__TASK GOAL__. Your answer should be one number, the count of lines in the listing below containing the word "this".

:: RECORDED INFORMATION ::

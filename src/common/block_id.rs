//! Block identifier type.

use std::fmt;

use super::config::BLOCK_SIZE;

/// Identifies a 512-byte block in the index file.
///
/// Block ids double as on-disk pointers: a node's children and parent are
/// stored as block ids, and block N lives at byte offset `N × BLOCK_SIZE`.
/// Block 0 is the header, so id 0 also serves as the "no block" sentinel.
///
/// # Example
/// ```
/// use blockdex::BlockId;
///
/// let id = BlockId::new(3);
/// assert!(!id.is_null());
/// assert_eq!(id.offset(), 1536);
/// assert!(BlockId::NULL.is_null());
/// ```
#[derive(Debug, Default, Clone, Copy, PartialEq, Eq, Hash, PartialOrd, Ord)]
pub struct BlockId(pub u64);

impl BlockId {
    /// The header block; also "no block" in parent/child/root slots.
    pub const NULL: BlockId = BlockId(0);

    /// Create a new BlockId.
    #[inline]
    pub fn new(id: u64) -> Self {
        BlockId(id)
    }

    /// Whether this id is the null sentinel.
    #[inline]
    pub fn is_null(&self) -> bool {
        self.0 == 0
    }

    /// Byte offset of this block in the file.
    #[inline]
    pub fn offset(&self) -> u64 {
        self.0 * BLOCK_SIZE as u64
    }
}

impl fmt::Display for BlockId {
    fn fmt(&self, f: &mut fmt::Formatter<'_>) -> fmt::Result {
        write!(f, "Block({})", self.0)
    }
}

:::

__WRITTEN RESPONSE__. 2